ROANOKE TIMES 
                      Copyright (c) 1996, Roanoke Times

DATE: Sunday, August 11, 1996                TAG: 9608120004
SECTION: CURRENT                  PAGE: NRV2 EDITION: NEW RIVER VALLEY 
COLUMN: Guest Column
SOURCE: JOANNE ANDERSON 


THIS DISASTER HIT A LITTLE CLOSE TO HOME

The two recent tragedies - the crash of TWA flight 800 and the bombing in Centennial Park at the Olympics - pressed me to tune into CNN Headline News a little more than usual. So when I went to the kitchen to prepare dinner around 5:30 p.m. two weeks ago, I turned on the TV.

Another tragedy was broadcast. Five people had been killed and 70 injured on the cruise ship Universe Explorer off the coast of Alaska. I ran to my office to check my notes, though I think I already knew. My parents were on that ship.

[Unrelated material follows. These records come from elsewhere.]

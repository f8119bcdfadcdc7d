use async_trait::async_trait;
use reqwest::Client;
use serde::{Deserialize, Serialize};

use crate::errors::ProviderError;
use crate::providers::{Provider, RateLimiter, http_client, send_json};

const DEFAULT_URL: &str = "https://api.anthropic.com/v1/messages";
const API_VERSION: &str = "2023-06-01";

/// Output budget for one batch; a JSON array of a full batch fits well inside it
const MAX_OUTPUT_TOKENS: u32 = 8192;

/// Anthropic Messages API client
#[derive(Debug)]
pub struct Anthropic {
    client: Client,
    api_key: String,
    /// Base URL override; empty means the public API
    endpoint: String,
    model: String,
    temperature: f32,
    rate_limiter: Option<RateLimiter>,
}

/// Speaker of a conversation turn
#[derive(Debug, Clone, Copy, PartialEq, Eq, Serialize, Deserialize)]
#[serde(rename_all = "lowercase")]
pub enum Role {
    User,
    Assistant,
}

/// One conversation turn
#[derive(Debug, Serialize, Deserialize)]
pub struct Turn {
    pub role: Role,
    pub content: String,
}

/// Body of a `POST /v1/messages` call
#[derive(Debug, Serialize)]
pub struct MessagesRequest {
    model: String,
    max_tokens: u32,
    #[serde(skip_serializing_if = "Option::is_none")]
    system: Option<String>,
    #[serde(skip_serializing_if = "Option::is_none")]
    temperature: Option<f32>,
    messages: Vec<Turn>,
}

impl MessagesRequest {
    fn new(model: &str) -> Self {
        Self {
            model: model.to_string(),
            max_tokens: MAX_OUTPUT_TOKENS,
            system: None,
            temperature: None,
            messages: Vec::new(),
        }
    }

    fn turn(mut self, role: Role, content: &str) -> Self {
        self.messages.push(Turn {
            role,
            content: content.to_string(),
        });
        self
    }
}

/// A block of the assistant reply; only `text` blocks carry output
#[derive(Debug, Deserialize)]
pub struct ContentBlock {
    #[serde(rename = "type")]
    pub kind: String,
    #[serde(default)]
    pub text: String,
}

#[derive(Debug, Deserialize)]
pub struct Usage {
    pub input_tokens: u32,
    pub output_tokens: u32,
}

/// Reply to a messages call
#[derive(Debug, Deserialize)]
pub struct MessagesResponse {
    pub content: Vec<ContentBlock>,
    /// `end_turn`, `max_tokens`, `stop_sequence`
    #[serde(default)]
    pub stop_reason: Option<String>,
    pub usage: Usage,
}

impl MessagesResponse {
    /// True when the reply was cut off by the output budget
    pub fn truncated(&self) -> bool {
        self.stop_reason.as_deref() == Some("max_tokens")
    }
}

impl Anthropic {
    pub fn new(api_key: impl Into<String>, endpoint: impl Into<String>, model: impl Into<String>) -> Self {
        Self {
            client: http_client(120),
            api_key: api_key.into(),
            endpoint: endpoint.into(),
            model: model.into(),
            temperature: 0.3,
            rate_limiter: None,
        }
    }

    pub fn with_timeout(mut self, timeout_secs: u64) -> Self {
        self.client = http_client(timeout_secs);
        self
    }

    pub fn with_temperature(mut self, temperature: f32) -> Self {
        self.temperature = temperature;
        self
    }

    pub fn with_rate_limit(mut self, requests_per_minute: Option<u32>) -> Self {
        self.rate_limiter = RateLimiter::per_minute(requests_per_minute);
        self
    }

    fn messages_url(&self) -> String {
        match self.endpoint.trim_end_matches('/') {
            "" => DEFAULT_URL.to_string(),
            base => format!("{}/v1/messages", base),
        }
    }
}

#[async_trait]
impl Provider for Anthropic {
    type Request = MessagesRequest;
    type Response = MessagesResponse;

    fn name(&self) -> &str {
        "Anthropic"
    }

    fn build_request(&self, system: &str, prompt: &str) -> Self::Request {
        let mut request = MessagesRequest::new(&self.model).turn(Role::User, prompt);
        request.system = Some(system.to_string());
        request.temperature = Some(self.temperature);
        request
    }

    async fn complete(&self, request: Self::Request) -> Result<Self::Response, ProviderError> {
        if let Some(limiter) = &self.rate_limiter {
            limiter.acquire().await;
        }

        let response: MessagesResponse = send_json(
            self.name(),
            self.client
                .post(self.messages_url())
                .header("x-api-key", &self.api_key)
                .header("anthropic-version", API_VERSION)
                .json(&request),
        )
        .await?;

        log::debug!(
            "Anthropic usage: {} in / {} out",
            response.usage.input_tokens,
            response.usage.output_tokens
        );
        if response.truncated() {
            log::warn!("Anthropic reply hit the output limit; the batch will likely fail to parse");
        }
        Ok(response)
    }

    fn extract_text(response: &Self::Response) -> String {
        response
            .content
            .iter()
            .filter(|block| block.kind == "text")
            .map(|block| block.text.as_str())
            .collect()
    }
}
/*!
 * Translation of pending catalog entries.
 *
 * - `batch`: partitioning of pending entries into ordered batches
 * - `context`: guides, glossary, corrections and learned examples
 * - `prompts`: system and user prompts for LLM backends
 * - `backend`: the `TranslationBackend` seam, LLM and mock implementations
 * - `orchestrator`: dispatch, retry, degradation, gating and persistence
 */

pub use self::backend::{LlmBackend, MockBackend, MockBehavior, TranslationBackend, backend_from_config};
pub use self::batch::{Batch, DEFAULT_BATCH_SIZE};
pub use self::context::{ContextBundle, ContextComposer, GlossaryTerm, LearnedExample, TermCorrection};
pub use self::orchestrator::{Orchestrator, OrchestratorSettings, RunCounts, RunOutcome, RunState};
pub use self::prompts::PromptBuilder;

pub mod backend;
pub mod batch;
pub mod context;
pub mod orchestrator;
pub mod prompts;
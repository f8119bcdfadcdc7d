/*!
 * Provider implementations for different LLM services.
 *
 * This module contains client implementations for various LLM providers:
 * - OpenAI-compatible chat completions (OpenAI, Groq, OpenRouter, LM Studio)
 * - Gemini: Google Generative Language API
 * - Anthropic: Anthropic Messages API
 * - Ollama: Local LLM server
 *
 * Providers only move text over HTTP. Retries, backoff and response
 * interpretation belong to the translation layer.
 */

use async_trait::async_trait;
use parking_lot::Mutex;
use reqwest::{Client, RequestBuilder};
use serde::de::DeserializeOwned;
use std::fmt::Debug;
use std::time::{Duration, Instant};

use crate::errors::ProviderError;

/// Common trait for all LLM providers
///
/// This trait defines the interface that all provider implementations must follow,
/// allowing them to be used interchangeably by the translation backend.
#[async_trait]
pub trait Provider: Send + Sync + Debug {
    /// The request type for this provider
    type Request: Send + Sync;

    /// The response type for this provider
    type Response: Send + Sync;

    /// Human-readable provider name
    fn name(&self) -> &str;

    /// Build a request from a system instruction and a user prompt
    fn build_request(&self, system: &str, prompt: &str) -> Self::Request;

    /// Complete a request using this provider
    ///
    /// # Arguments
    /// * `request` - The request to complete
    ///
    /// # Returns
    /// * `Result<Self::Response, ProviderError>` - The response from the provider or an error
    async fn complete(&self, request: Self::Request) -> Result<Self::Response, ProviderError>;

    /// Test the connection to the provider
    ///
    /// # Returns
    /// * `Result<(), ProviderError>` - Ok if the connection is successful, or an error
    async fn test_connection(&self) -> Result<(), ProviderError> {
        let request = self.build_request("Reply with OK.", "ping");
        self.complete(request).await.map(|_| ())
    }

    /// Extract text from the provider response
    ///
    /// # Arguments
    /// * `response` - The response from the provider
    ///
    /// # Returns
    /// * `String` - The extracted text
    fn extract_text(response: &Self::Response) -> String;
}

/// Client-side spacing of requests to stay under a requests-per-minute budget
#[derive(Debug)]
pub struct RateLimiter {
    interval: Duration,
    next_slot: Mutex<Instant>,
}

impl RateLimiter {
    /// Create a limiter for `requests_per_minute`; `None` or zero disables it
    pub fn per_minute(requests_per_minute: Option<u32>) -> Option<Self> {
        let rpm = requests_per_minute.filter(|r| *r > 0)?;
        Some(Self {
            interval: Duration::from_millis(60_000 / u64::from(rpm)),
            next_slot: Mutex::new(Instant::now()),
        })
    }

    /// Wait until the next request slot
    pub async fn acquire(&self) {
        let wait = {
            let mut next = self.next_slot.lock();
            let now = Instant::now();
            let slot = (*next).max(now);
            *next = slot + self.interval;
            slot - now
        };
        if !wait.is_zero() {
            tokio::time::sleep(wait).await;
        }
    }
}

/// Build the shared HTTP client with the configured timeout
pub(crate) fn http_client(timeout_secs: u64) -> Client {
    Client::builder()
        .timeout(Duration::from_secs(timeout_secs))
        .build()
        .unwrap_or_default()
}

/// Send a prepared request and decode a JSON body, mapping HTTP failures
pub(crate) async fn send_json<R: DeserializeOwned>(
    provider: &str,
    request: RequestBuilder,
) -> Result<R, ProviderError> {
    let response = request.send().await?;

    let status = response.status();
    if !status.is_success() {
        let error_text = response
            .text()
            .await
            .unwrap_or_else(|_| "Failed to get error response text".to_string());
        log::error!("{} API error ({}): {}", provider, status, error_text);
        return Err(ProviderError::from_status(status.as_u16(), error_text));
    }

    response
        .json::<R>()
        .await
        .map_err(|e| ProviderError::ParseError(format!("{} response: {}", provider, e)))
}

pub mod anthropic;
pub mod gemini;
pub mod ollama;
pub mod openai;
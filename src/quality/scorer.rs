/*!
 * Quality scoring of translated entries.
 *
 * Each check scores a translation in [0, 1]; the entry score is the minimum.
 * Placeholder, markup, length and empty-text checks are hard: failing any
 * of them forces human review regardless of the threshold.
 */

use log::debug;
use once_cell::sync::Lazy;
use regex::Regex;
use std::fmt;

use crate::app_config::QualityConfig;
use crate::quality::{QualityStage, StagedTranslation};

/// `{}`, `#{}`, `{0}`, `#{0}`, `{name}`, `%(name)s`, `%s`, `%d`
pub(crate) static PLACEHOLDER_REGEX: Lazy<Regex> = Lazy::new(|| {
    Regex::new(r"#?\{[0-9]*\}|\{[a-zA-Z_][a-zA-Z0-9_]*\}|%\([a-zA-Z_][a-zA-Z0-9_]*\)[sd]|%[sd]")
        .expect("Invalid placeholder regex")
});

/// Markup tags, capturing the closing slash and the tag name
pub(crate) static TAG_REGEX: Lazy<Regex> = Lazy::new(|| {
    Regex::new(r"<\s*(/?)\s*([a-zA-Z][a-zA-Z0-9-]*)[^>]*>").expect("Invalid markup tag regex")
});

/// Sources shorter than this are never flagged as untranslated copies
const UNTRANSLATED_MIN_LENGTH: usize = 20;

/// Individual quality checks
#[derive(Debug, Clone, Copy, PartialEq, Eq)]
pub enum QualityCheck {
    Placeholders,
    MarkupTags,
    LengthRatio,
    Empty,
    Untranslated,
}

impl QualityCheck {
    /// Score given when the check fails
    pub fn failure_score(&self) -> f32 {
        match self {
            Self::Placeholders => 0.3,
            Self::MarkupTags => 0.5,
            Self::LengthRatio => 0.6,
            Self::Empty => 0.0,
            // Brand names and URLs are legitimately copied; stays above the default threshold
            Self::Untranslated => 0.95,
        }
    }

    /// Whether failing the check forces review
    pub fn is_hard(&self) -> bool {
        !matches!(self, Self::Untranslated)
    }

    pub fn name(&self) -> &'static str {
        match self {
            Self::Placeholders => "placeholders",
            Self::MarkupTags => "markup_tags",
            Self::LengthRatio => "length_ratio",
            Self::Empty => "empty",
            Self::Untranslated => "untranslated",
        }
    }
}

impl fmt::Display for QualityCheck {
    fn fmt(&self, f: &mut fmt::Formatter<'_>) -> fmt::Result {
        write!(f, "{}", self.name())
    }
}

/// A failed check with its explanation
#[derive(Debug, Clone, PartialEq)]
pub struct CheckFailure {
    pub check: QualityCheck,
    pub reason: String,
}

impl fmt::Display for CheckFailure {
    fn fmt(&self, f: &mut fmt::Formatter<'_>) -> fmt::Result {
        write!(f, "{}: {}", self.check, self.reason)
    }
}

/// Outcome of scoring one translation
#[derive(Debug, Clone, PartialEq)]
pub struct ScoreReport {
    pub score: f32,
    pub failures: Vec<CheckFailure>,
}

impl ScoreReport {
    pub fn has_hard_failure(&self) -> bool {
        self.failures.iter().any(|f| f.check.is_hard())
    }
}

fn sorted_placeholders(text: &str) -> Vec<&str> {
    let mut found: Vec<&str> = PLACEHOLDER_REGEX.find_iter(text).map(|m| m.as_str()).collect();
    found.sort_unstable();
    found
}

fn tag_sequence(text: &str) -> Vec<String> {
    TAG_REGEX
        .captures_iter(text)
        .map(|c| format!("{}{}", &c[1], c[2].to_lowercase()))
        .collect()
}

/// Scores translations against their sources
#[derive(Debug, Clone)]
pub struct QualityScorer {
    threshold: f32,
    min_length_ratio: f32,
    max_length_ratio: f32,
}

impl Default for QualityScorer {
    fn default() -> Self {
        Self::from_config(&QualityConfig::default())
    }
}

impl QualityScorer {
    pub fn new(threshold: f32, min_length_ratio: f32, max_length_ratio: f32) -> Self {
        Self {
            threshold,
            min_length_ratio,
            max_length_ratio,
        }
    }

    pub fn from_config(config: &QualityConfig) -> Self {
        Self::new(config.threshold, config.min_length_ratio, config.max_length_ratio)
    }

    pub fn threshold(&self) -> f32 {
        self.threshold
    }

    fn check_placeholders(source: &str, translation: &str) -> Option<String> {
        let expected = sorted_placeholders(source);
        let found = sorted_placeholders(translation);
        if expected == found {
            return None;
        }

        let missing: Vec<&str> = expected.iter().filter(|p| !found.contains(p)).copied().collect();
        let extra: Vec<&str> = found.iter().filter(|p| !expected.contains(p)).copied().collect();
        Some(match (missing.is_empty(), extra.is_empty()) {
            (false, true) => format!("missing {}", missing.join(", ")),
            (true, false) => format!("unexpected {}", extra.join(", ")),
            (false, false) => format!("missing {}; unexpected {}", missing.join(", "), extra.join(", ")),
            (true, true) => format!("count mismatch: expected {}, found {}", expected.len(), found.len()),
        })
    }

    fn check_tags(source: &str, translation: &str) -> Option<String> {
        let expected = tag_sequence(source);
        let found = tag_sequence(translation);
        if expected == found {
            None
        } else {
            Some(format!(
                "tag sequence differs: expected [{}], found [{}]",
                expected.join(" "),
                found.join(" ")
            ))
        }
    }

    fn check_length(&self, source: &str, translation: &str) -> Option<String> {
        let source_len = source.chars().count();
        let translation_len = translation.chars().count();
        if source_len == 0 || translation_len == 0 {
            return None;
        }

        let ratio = translation_len as f32 / source_len as f32;
        if ratio < self.min_length_ratio {
            Some(format!("translation too short: ratio={:.2}", ratio))
        } else if ratio > self.max_length_ratio {
            Some(format!("translation too long: ratio={:.2}", ratio))
        } else {
            None
        }
    }

    fn check_untranslated(source: &str, translation: &str) -> Option<String> {
        let source = source.trim();
        if source.chars().count() < UNTRANSLATED_MIN_LENGTH {
            return None;
        }
        if source.to_lowercase() == translation.trim().to_lowercase() {
            Some("translation is identical to the source".to_string())
        } else {
            None
        }
    }

    /// Score one translation
    pub fn score(&self, source: &str, translation: &str) -> ScoreReport {
        let mut failures = Vec::new();

        if !source.trim().is_empty() && translation.trim().is_empty() {
            failures.push(CheckFailure {
                check: QualityCheck::Empty,
                reason: "translation is empty".to_string(),
            });
        }
        if let Some(reason) = Self::check_placeholders(source, translation) {
            failures.push(CheckFailure { check: QualityCheck::Placeholders, reason });
        }
        if let Some(reason) = Self::check_tags(source, translation) {
            failures.push(CheckFailure { check: QualityCheck::MarkupTags, reason });
        }
        if let Some(reason) = self.check_length(source, translation) {
            failures.push(CheckFailure { check: QualityCheck::LengthRatio, reason });
        }
        if let Some(reason) = Self::check_untranslated(source, translation) {
            failures.push(CheckFailure { check: QualityCheck::Untranslated, reason });
        }

        let mut score = failures
            .iter()
            .map(|f| f.check.failure_score())
            .fold(1.0_f32, f32::min);

        // Hard failures never reach the threshold, even a lowered one
        if failures.iter().any(|f| f.check.is_hard()) && score >= self.threshold {
            score = (self.threshold - 0.01).max(0.0);
        }

        ScoreReport { score, failures }
    }
}

impl QualityStage for QualityScorer {
    fn name(&self) -> &str {
        "quality_score"
    }

    fn apply(&self, items: Vec<StagedTranslation>) -> Vec<StagedTranslation> {
        items
            .into_iter()
            .map(|mut item| {
                let report = self.score(&item.source, &item.text);
                if !report.failures.is_empty() {
                    debug!("{:?} scored {:.2}: {:?}", item.key, report.score, report.failures);
                }
                item.hard_failure |= report.has_hard_failure();
                item.failing_checks
                    .extend(report.failures.iter().map(ToString::to_string));
                item.score = Some(item.score.map_or(report.score, |s| s.min(report.score)));
                item
            })
            .collect()
    }
}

My mother and I joked the week before about my having the telephone number to the ship. We're of the old school that writes letters more often than reaching for the phone. It's a combination of thrift, habit and the possibly outdated pleasure of sending and receiving mail; uh, make that snail mail.

With a shaking hand, I pressed the numbers. Surprisingly, it rang and was answered. Not surprisingly, there was no information to be garnered from the man on the line.

So I called the Juneau police department to find out where the passengers were being taken. They gave me the number for the "command post" in Juneau, and they gave me the number of the ship's owner in San Francisco.

From the call to San Francisco, I learned that the dead were all crew members and the injuries were minor. If I hadn't heard anything, my parents were probably not among the injured.

At 10:30 p.m., my sister called. At 10:40, my brother called. The phone rang again at 10:50.

"Hello."

"Hi, honey," my mother said.

She told me they were alerted at 3:15 a.m. and reported to their fire stations as instructed in a fire drill. The life boats were lowered. And then they waited. And waited.

They disembarked some 15 hours later and were bused into Juneau.

"We can't talk long. There's a long line," she said. I flashed on all these older folks in line waiting to make a call. Sort of a reverse of summer camp, where the kids wait in line to call parents.

She handed the phone to my dad. "This was nothing compared to the typhoon that blew apart the USS Pittsburgh in World War II," he stated.

I chuckled, wondering how many - dozens probably - World War II vets had been swapping stories for a dozen hours or so.

They told me everyone was wonderful. Mom was a little tired and hungry. They thought they'd be flown to Seattle, but no, they weren't coming home to Abingdon yet.

They would go back to Vancouver and finish their vacation there. Everthing was gorgeous, and they were fine.

Typical of these people I've known all my life, there was no complaint, no bitterness. That this was a dream vacation of a lifetime is an understatement.

But as my most admired role models, my mom and dad exhibited a predictable and comforting resilience along with their characteristic thankfulness. Thankful, of course, to be safe. But equally as thankful that they had an Alaskan cruise vacation; albeit a very short one.

Joanne Anderson is a free-lance writer and innkeeper in Blacksburg.